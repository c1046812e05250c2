//! Builds a [`QueryModel`] from a query-expression tree.
//!
//! Two visitors cooperate: [`QueryCompiler`] walks the chain of query-level
//! calls (`where`, `order_by`, `take`, ...) from the worksheet source
//! outwards, and [`PredicateCompiler`] compiles each lambda body into a
//! column reference, a literal or a filter.

use sheetql_core::{ColumnMapping, DataType, ElementType, Error, Result, Value};
use tracing::trace;

use crate::expr::{unsupported, BinaryOp, Expr, Literal};
use crate::model::{
    BoundLiteral, Cardinality, ComparisonOp, FilterExpr, Operand, OrderBy, ProjectedColumn,
    Projection, QueryModel, SortDirection,
};
use crate::visitor::ExprVisitor;

/// Compile `expr` against `worksheet`, resolving properties through `mapping`.
pub fn compile(expr: &Expr, mapping: &ColumnMapping, worksheet: &str) -> Result<QueryModel> {
    let mut compiler = QueryCompiler {
        mapping,
        worksheet,
        model: None,
        next_position: 0,
    };
    compiler.visit(expr)?;
    let model = compiler
        .model
        .ok_or_else(|| Error::unsupported(expr))?;
    trace!("Compiled {} into {:?}", expr, model);
    Ok(model)
}

struct QueryCompiler<'a> {
    mapping: &'a ColumnMapping,
    worksheet: &'a str,
    model: Option<QueryModel>,
    next_position: usize,
}

fn single_lambda<'e>(node: &Expr, args: &'e [Expr]) -> Result<(&'e str, &'e Expr)> {
    match args {
        [arg] => arg.as_lambda().ok_or_else(|| Error::unsupported(node)),
        _ => unsupported(node),
    }
}

fn row_count(node: &Expr, args: &[Expr]) -> Result<u64> {
    let literal = match args {
        [Expr::Constant(literal)] => literal,
        _ => return unsupported(node),
    };
    let count = literal
        .value
        .coerce(DataType::Integer)
        .map_err(|_| Error::unsupported(node))?;
    match count {
        Value::Integer(n) if n >= 0 => Ok(n as u64),
        _ => unsupported(node),
    }
}

/// Names after a projection are aliases, not worksheet columns.
fn is_projected(model: &QueryModel) -> bool {
    matches!(model.projection, Projection::Columns(_))
}

impl<'a> QueryCompiler<'a> {
    fn predicates<'s>(&'s mut self, parameter: &'s str) -> PredicateCompiler<'s> {
        PredicateCompiler {
            mapping: self.mapping,
            parameter,
            next_position: &mut self.next_position,
        }
    }

    fn add_filter(&mut self, node: &Expr, args: &[Expr]) -> Result<()> {
        let (parameter, body) = single_lambda(node, args)?;
        let model = self.model_ref(node)?;
        // Filtering after a row limit or a projection has no flat SELECT equivalent.
        if model.limit.is_some() || is_projected(model) {
            return unsupported(node);
        }
        let filter = {
            let mut predicates = self.predicates(parameter);
            let fragment = predicates.visit(body)?;
            predicates.into_filter(body, fragment)?
        };
        let model = self.model_mut(node)?;
        model.filter = Some(match model.filter.take() {
            Some(existing) => FilterExpr::And(Box::new(existing), Box::new(filter)),
            None => filter,
        });
        Ok(())
    }

    fn add_ordering(
        &mut self,
        node: &Expr,
        args: &[Expr],
        direction: SortDirection,
        then: bool,
    ) -> Result<()> {
        let (parameter, body) = single_lambda(node, args)?;
        let column = self.predicates(parameter).column(body)?;
        let model = self.model_mut(node)?;
        if model.limit.is_some() || is_projected(model) || (then && model.ordering.is_empty()) {
            return unsupported(node);
        }
        model.ordering.push(OrderBy { column, direction });
        Ok(())
    }

    fn project(&mut self, node: &Expr, args: &[Expr]) -> Result<()> {
        let (parameter, body) = single_lambda(node, args)?;
        if is_projected(self.model_ref(node)?) {
            return unsupported(node);
        }
        let columns = match body {
            Expr::Parameter(name) if name == parameter => return Ok(()),
            Expr::New { fields } => {
                let mut columns = Vec::with_capacity(fields.len());
                for (name, value) in fields {
                    let column = self.predicates(parameter).column(value)?;
                    let alias = (*name != column).then(|| name.clone());
                    columns.push(ProjectedColumn { column, alias });
                }
                columns
            }
            other => vec![ProjectedColumn {
                column: self.predicates(parameter).column(other)?,
                alias: None,
            }],
        };
        let model = self.model_mut(node)?;
        model.projection = Projection::Columns(columns);
        model.element = ElementType::Dynamic;
        Ok(())
    }

    fn model_ref(&self, node: &Expr) -> Result<&QueryModel> {
        self.model.as_ref().ok_or_else(|| Error::unsupported(node))
    }

    fn model_mut(&mut self, node: &Expr) -> Result<&mut QueryModel> {
        self.model.as_mut().ok_or_else(|| Error::unsupported(node))
    }
}

impl<'a> ExprVisitor for QueryCompiler<'a> {
    type Output = ();

    fn visit_source(&mut self, node: &Expr, element: ElementType) -> Result<()> {
        if self.model.is_some() {
            return unsupported(node);
        }
        self.model = Some(QueryModel::new(self.worksheet, element));
        Ok(())
    }

    fn visit_call(
        &mut self,
        node: &Expr,
        method: &str,
        target: Option<&Expr>,
        args: &[Expr],
    ) -> Result<()> {
        let target = match target {
            Some(target) => target,
            None => return unsupported(node),
        };
        // Inner calls first, so the model sees calls in the order they were made.
        self.visit(target)?;

        match method {
            "where" => self.add_filter(node, args),
            "order_by" => self.add_ordering(node, args, SortDirection::Ascending, false),
            "order_by_descending" => self.add_ordering(node, args, SortDirection::Descending, false),
            "then_by" => self.add_ordering(node, args, SortDirection::Ascending, true),
            "then_by_descending" => self.add_ordering(node, args, SortDirection::Descending, true),
            "take" => {
                let limit = row_count(node, args)?;
                self.model_mut(node)?.limit = Some(limit);
                Ok(())
            }
            "first" | "first_or_default" => {
                if !args.is_empty() {
                    self.add_filter(node, args)?;
                }
                let model = self.model_mut(node)?;
                model.limit = Some(1);
                model.cardinality = if method == "first" {
                    Cardinality::First
                } else {
                    Cardinality::FirstOrDefault
                };
                Ok(())
            }
            "select" => self.project(node, args),
            "as_rows" if args.is_empty() => {
                self.model_mut(node)?.element = ElementType::Dynamic;
                Ok(())
            }
            _ => unsupported(node),
        }
    }
}

/// Partial result of compiling a lambda body.
#[derive(Debug, Clone, PartialEq)]
enum Fragment {
    Column(String),
    Literal(Literal),
    Filter(FilterExpr),
}

struct PredicateCompiler<'c> {
    mapping: &'c ColumnMapping,
    parameter: &'c str,
    next_position: &'c mut usize,
}

impl<'c> PredicateCompiler<'c> {
    fn bind(&mut self, literal: Literal) -> BoundLiteral {
        let position = *self.next_position;
        *self.next_position += 1;
        BoundLiteral {
            value: literal.value,
            data_type: literal.data_type,
            position,
        }
    }

    fn column(&mut self, node: &Expr) -> Result<String> {
        match self.visit(node)? {
            Fragment::Column(column) => Ok(column),
            _ => unsupported(node),
        }
    }

    /// A lambda body used as a predicate. A bare boolean column means `column = true`.
    fn into_filter(&mut self, node: &Expr, fragment: Fragment) -> Result<FilterExpr> {
        match fragment {
            Fragment::Filter(filter) => Ok(filter),
            Fragment::Column(column) => Ok(FilterExpr::Comparison {
                column,
                op: ComparisonOp::Eq,
                operand: Operand::Literal(self.bind(Literal::from(true))),
            }),
            Fragment::Literal(_) => unsupported(node),
        }
    }

    fn is_own_parameter(&self, target: &Expr) -> bool {
        matches!(target, Expr::Parameter(name) if name == self.parameter)
    }

    fn compare(&mut self, node: &Expr, op: ComparisonOp, left: &Expr, right: &Expr) -> Result<Fragment> {
        let left = self.visit(left)?;
        let right = self.visit(right)?;
        let (column, op, other) = match (left, right) {
            (Fragment::Column(column), other) => (column, op, other),
            (Fragment::Literal(literal), Fragment::Column(column)) => {
                (column, op.mirrored(), Fragment::Literal(literal))
            }
            _ => return unsupported(node),
        };
        let filter = match other {
            Fragment::Column(right) => FilterExpr::Comparison {
                column,
                op,
                operand: Operand::Column(right),
            },
            Fragment::Literal(literal) if literal.is_null() => match op {
                ComparisonOp::Eq => FilterExpr::IsNull(column),
                ComparisonOp::Ne => FilterExpr::IsNotNull(column),
                _ => return unsupported(node),
            },
            Fragment::Literal(literal) => FilterExpr::Comparison {
                column,
                op,
                operand: Operand::Literal(self.bind(literal)),
            },
            Fragment::Filter(_) => return unsupported(node),
        };
        Ok(Fragment::Filter(filter))
    }

    fn pattern(&mut self, node: &Expr, method: &str, target: &Expr, args: &[Expr]) -> Result<Fragment> {
        let column = self.column(target)?;
        let literal = match args {
            [arg] => match self.visit(arg)? {
                Fragment::Literal(literal) if !literal.is_null() => literal,
                _ => return unsupported(node),
            },
            _ => return unsupported(node),
        };
        let text = self.bind(Literal::typed(literal.value, DataType::Text)?);
        let filter = match method {
            "contains" => FilterExpr::Contains {
                column,
                substring: text,
            },
            "starts_with" => FilterExpr::StartsWith {
                column,
                prefix: text,
            },
            _ => FilterExpr::EndsWith {
                column,
                suffix: text,
            },
        };
        Ok(Fragment::Filter(filter))
    }
}

impl<'c> ExprVisitor for PredicateCompiler<'c> {
    type Output = Fragment;

    fn visit_member(&mut self, node: &Expr, target: &Expr, name: &str) -> Result<Fragment> {
        if !self.is_own_parameter(target) {
            return unsupported(node);
        }
        Ok(Fragment::Column(self.mapping.resolve(name).to_string()))
    }

    fn visit_index(&mut self, node: &Expr, target: &Expr, key: &str) -> Result<Fragment> {
        if !self.is_own_parameter(target) {
            return unsupported(node);
        }
        Ok(Fragment::Column(self.mapping.resolve(key).to_string()))
    }

    fn visit_constant(&mut self, _node: &Expr, literal: &Literal) -> Result<Fragment> {
        Ok(Fragment::Literal(literal.clone()))
    }

    fn visit_call(
        &mut self,
        node: &Expr,
        method: &str,
        target: Option<&Expr>,
        args: &[Expr],
    ) -> Result<Fragment> {
        match (method, target) {
            ("cast", Some(target)) if args.is_empty() => {
                Ok(Fragment::Column(self.column(target)?))
            }
            ("contains" | "starts_with" | "ends_with", Some(target)) => {
                self.pattern(node, method, target, args)
            }
            _ => unsupported(node),
        }
    }

    fn visit_binary(&mut self, node: &Expr, op: BinaryOp, left: &Expr, right: &Expr) -> Result<Fragment> {
        let comparison = match op {
            BinaryOp::Eq => ComparisonOp::Eq,
            BinaryOp::Ne => ComparisonOp::Ne,
            BinaryOp::Lt => ComparisonOp::Lt,
            BinaryOp::Le => ComparisonOp::Le,
            BinaryOp::Gt => ComparisonOp::Gt,
            BinaryOp::Ge => ComparisonOp::Ge,
            BinaryOp::And | BinaryOp::Or => {
                let lhs = self.visit(left)?;
                let lhs = self.into_filter(left, lhs)?;
                let rhs = self.visit(right)?;
                let rhs = self.into_filter(right, rhs)?;
                let filter = if op == BinaryOp::And {
                    FilterExpr::And(Box::new(lhs), Box::new(rhs))
                } else {
                    FilterExpr::Or(Box::new(lhs), Box::new(rhs))
                };
                return Ok(Fragment::Filter(filter));
            }
            BinaryOp::Add | BinaryOp::Sub | BinaryOp::Mul | BinaryOp::Div => {
                return unsupported(node)
            }
        };
        self.compare(node, comparison, left, right)
    }

    fn visit_not(&mut self, node: &Expr, operand: &Expr) -> Result<Fragment> {
        match self.visit(operand)? {
            Fragment::Literal(_) => unsupported(node),
            fragment => {
                let inner = self.into_filter(operand, fragment)?;
                Ok(Fragment::Filter(FilterExpr::Not(Box::new(inner))))
            }
        }
    }

    fn visit_negate(&mut self, node: &Expr, operand: &Expr) -> Result<Fragment> {
        match self.visit(operand)? {
            Fragment::Literal(Literal {
                value: Value::Integer(i),
                data_type,
            }) => Ok(Fragment::Literal(Literal {
                value: Value::Integer(i.checked_neg().ok_or_else(|| Error::unsupported(node))?),
                data_type,
            })),
            Fragment::Literal(Literal {
                value: Value::Float(f),
                data_type,
            }) => Ok(Fragment::Literal(Literal {
                value: Value::Float(-f),
                data_type,
            })),
            _ => unsupported(node),
        }
    }

    fn visit_convert(&mut self, node: &Expr, operand: &Expr, data_type: DataType) -> Result<Fragment> {
        match self.visit(operand)? {
            Fragment::Column(column) => Ok(Fragment::Column(column)),
            Fragment::Literal(literal) => Literal::typed(literal.value, data_type)
                .map(Fragment::Literal)
                .map_err(|_| Error::unsupported(node)),
            Fragment::Filter(_) => unsupported(node),
        }
    }
}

ACTIVITY - Could you transcribe the entries above word for word, from the line with "Ok(Fragment::Column(self.mapping.resolve(key).to_string()))" down to the line with "Some(target)) if args.is_empty()", keeping both?

RESULT OF THIS TASK -
        Ok(Fragment::Column(self.mapping.resolve(key).to_string()))
    }

    fn visit_constant(&mut self, _node: &Expr, literal: &Literal) -> Result<Fragment> {
        Ok(Fragment::Literal(literal.clone()))
    }

    fn visit_call(
        &mut self,
        node: &Expr,
        method: &str,
        target: Option<&Expr>,
        args: &[Expr],
    ) -> Result<Fragment> {
        match (method, target) {
            ("cast", Some(target)) if args.is_empty() => {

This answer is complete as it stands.